### Activity
Filter the material, keeping only lines with the word "when".

○ ○ ○ ○

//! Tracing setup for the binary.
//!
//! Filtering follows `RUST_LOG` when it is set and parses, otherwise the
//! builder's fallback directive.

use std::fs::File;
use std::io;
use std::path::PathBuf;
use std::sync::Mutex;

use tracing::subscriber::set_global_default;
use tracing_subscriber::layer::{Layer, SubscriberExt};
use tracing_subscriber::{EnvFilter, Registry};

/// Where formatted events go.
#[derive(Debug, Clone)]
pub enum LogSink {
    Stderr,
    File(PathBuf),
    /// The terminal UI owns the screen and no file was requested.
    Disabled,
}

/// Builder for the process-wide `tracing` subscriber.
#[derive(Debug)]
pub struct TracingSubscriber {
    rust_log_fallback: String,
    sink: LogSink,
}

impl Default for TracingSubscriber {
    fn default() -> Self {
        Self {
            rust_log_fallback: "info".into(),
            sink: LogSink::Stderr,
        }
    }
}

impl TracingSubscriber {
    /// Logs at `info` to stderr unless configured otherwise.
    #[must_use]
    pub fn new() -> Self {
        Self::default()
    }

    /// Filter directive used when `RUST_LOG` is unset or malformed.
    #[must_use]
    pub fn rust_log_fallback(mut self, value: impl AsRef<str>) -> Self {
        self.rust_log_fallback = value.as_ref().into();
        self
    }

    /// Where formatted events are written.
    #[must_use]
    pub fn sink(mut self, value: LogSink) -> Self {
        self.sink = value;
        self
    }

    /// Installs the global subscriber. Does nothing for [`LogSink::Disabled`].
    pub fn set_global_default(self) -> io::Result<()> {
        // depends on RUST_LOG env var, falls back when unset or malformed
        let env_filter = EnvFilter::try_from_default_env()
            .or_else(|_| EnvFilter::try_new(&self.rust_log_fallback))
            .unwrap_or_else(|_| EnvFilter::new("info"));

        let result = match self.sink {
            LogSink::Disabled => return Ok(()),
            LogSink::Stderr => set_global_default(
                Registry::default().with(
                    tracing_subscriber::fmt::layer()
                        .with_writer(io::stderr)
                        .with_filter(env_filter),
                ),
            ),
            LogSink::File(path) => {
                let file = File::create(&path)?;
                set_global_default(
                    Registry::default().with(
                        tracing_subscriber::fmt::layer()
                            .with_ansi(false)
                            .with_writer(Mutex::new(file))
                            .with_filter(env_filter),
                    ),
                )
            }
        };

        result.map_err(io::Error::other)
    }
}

○ ○ ○ ○

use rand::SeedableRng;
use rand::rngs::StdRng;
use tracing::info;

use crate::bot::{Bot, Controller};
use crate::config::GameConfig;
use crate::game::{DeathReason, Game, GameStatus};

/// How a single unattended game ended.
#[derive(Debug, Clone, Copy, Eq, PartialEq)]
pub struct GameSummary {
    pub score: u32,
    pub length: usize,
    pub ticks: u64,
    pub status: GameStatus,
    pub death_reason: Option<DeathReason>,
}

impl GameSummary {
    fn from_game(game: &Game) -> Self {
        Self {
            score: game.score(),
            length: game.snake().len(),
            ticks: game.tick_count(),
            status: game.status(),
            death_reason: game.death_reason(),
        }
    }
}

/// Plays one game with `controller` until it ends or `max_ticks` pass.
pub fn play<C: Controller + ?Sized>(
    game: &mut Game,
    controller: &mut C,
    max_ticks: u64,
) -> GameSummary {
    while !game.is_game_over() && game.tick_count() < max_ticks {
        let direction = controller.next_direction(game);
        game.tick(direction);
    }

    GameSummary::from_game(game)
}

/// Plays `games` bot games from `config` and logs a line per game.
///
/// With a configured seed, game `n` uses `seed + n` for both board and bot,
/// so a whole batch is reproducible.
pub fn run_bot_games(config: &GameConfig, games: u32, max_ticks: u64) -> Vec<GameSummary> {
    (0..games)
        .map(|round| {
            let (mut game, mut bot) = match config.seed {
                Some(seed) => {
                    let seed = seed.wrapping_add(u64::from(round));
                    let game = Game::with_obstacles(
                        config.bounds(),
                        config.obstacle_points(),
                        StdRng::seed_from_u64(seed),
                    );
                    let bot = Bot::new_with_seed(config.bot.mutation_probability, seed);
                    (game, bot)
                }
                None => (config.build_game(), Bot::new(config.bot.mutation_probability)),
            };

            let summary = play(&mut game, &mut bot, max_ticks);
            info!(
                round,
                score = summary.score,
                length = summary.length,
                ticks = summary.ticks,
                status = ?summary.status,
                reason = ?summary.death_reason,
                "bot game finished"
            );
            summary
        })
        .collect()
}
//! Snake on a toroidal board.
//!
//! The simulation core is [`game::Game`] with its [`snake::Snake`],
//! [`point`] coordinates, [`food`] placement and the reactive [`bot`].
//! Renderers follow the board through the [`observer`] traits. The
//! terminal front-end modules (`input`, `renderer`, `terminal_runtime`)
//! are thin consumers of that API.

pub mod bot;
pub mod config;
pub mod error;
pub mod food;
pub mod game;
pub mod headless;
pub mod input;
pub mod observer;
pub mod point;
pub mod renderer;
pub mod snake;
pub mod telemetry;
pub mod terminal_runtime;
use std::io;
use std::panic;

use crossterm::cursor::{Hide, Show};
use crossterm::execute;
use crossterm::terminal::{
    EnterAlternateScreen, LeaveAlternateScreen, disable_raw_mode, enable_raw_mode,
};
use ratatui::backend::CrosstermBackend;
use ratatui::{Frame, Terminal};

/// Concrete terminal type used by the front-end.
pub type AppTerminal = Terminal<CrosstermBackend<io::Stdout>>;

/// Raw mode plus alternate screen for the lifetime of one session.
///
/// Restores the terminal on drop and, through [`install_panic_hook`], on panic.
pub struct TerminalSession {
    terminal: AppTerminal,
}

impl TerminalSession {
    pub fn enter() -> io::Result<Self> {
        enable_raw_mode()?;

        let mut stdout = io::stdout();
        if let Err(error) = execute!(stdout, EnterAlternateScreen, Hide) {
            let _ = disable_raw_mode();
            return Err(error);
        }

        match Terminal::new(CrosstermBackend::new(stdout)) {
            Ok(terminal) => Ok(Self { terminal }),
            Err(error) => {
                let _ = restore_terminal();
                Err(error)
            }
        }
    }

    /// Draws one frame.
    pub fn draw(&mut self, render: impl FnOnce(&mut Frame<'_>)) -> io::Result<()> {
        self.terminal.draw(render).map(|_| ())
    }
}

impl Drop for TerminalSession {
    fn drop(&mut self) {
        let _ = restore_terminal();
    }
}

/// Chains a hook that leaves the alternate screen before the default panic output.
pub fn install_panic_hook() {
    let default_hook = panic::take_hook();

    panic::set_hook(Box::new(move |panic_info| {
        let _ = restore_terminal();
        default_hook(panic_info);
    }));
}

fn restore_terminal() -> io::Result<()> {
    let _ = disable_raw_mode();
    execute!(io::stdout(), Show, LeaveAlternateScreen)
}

○ ○ ○ ○

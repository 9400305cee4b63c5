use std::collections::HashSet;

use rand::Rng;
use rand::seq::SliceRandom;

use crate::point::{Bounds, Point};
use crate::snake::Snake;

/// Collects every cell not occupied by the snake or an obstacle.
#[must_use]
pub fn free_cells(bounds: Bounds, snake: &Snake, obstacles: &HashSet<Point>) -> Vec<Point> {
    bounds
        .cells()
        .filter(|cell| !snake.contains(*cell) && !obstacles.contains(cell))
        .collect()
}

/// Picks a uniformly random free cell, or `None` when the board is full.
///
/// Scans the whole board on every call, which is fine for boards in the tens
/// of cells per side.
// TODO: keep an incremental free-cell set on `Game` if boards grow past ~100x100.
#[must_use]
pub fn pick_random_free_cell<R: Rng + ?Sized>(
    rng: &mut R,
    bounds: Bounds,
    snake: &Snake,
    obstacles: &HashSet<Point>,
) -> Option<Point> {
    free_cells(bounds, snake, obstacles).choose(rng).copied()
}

○ ○ ○ ○

### Result of this exercise
//! Filtering follows `RUST_LOG` when it is set and parses, otherwise the
    /// Filter directive used when `RUST_LOG` is unset or malformed.
        // depends on RUST_LOG env var, falls back when unset or malformed
/// Picks a uniformly random free cell, or `None` when the board is full.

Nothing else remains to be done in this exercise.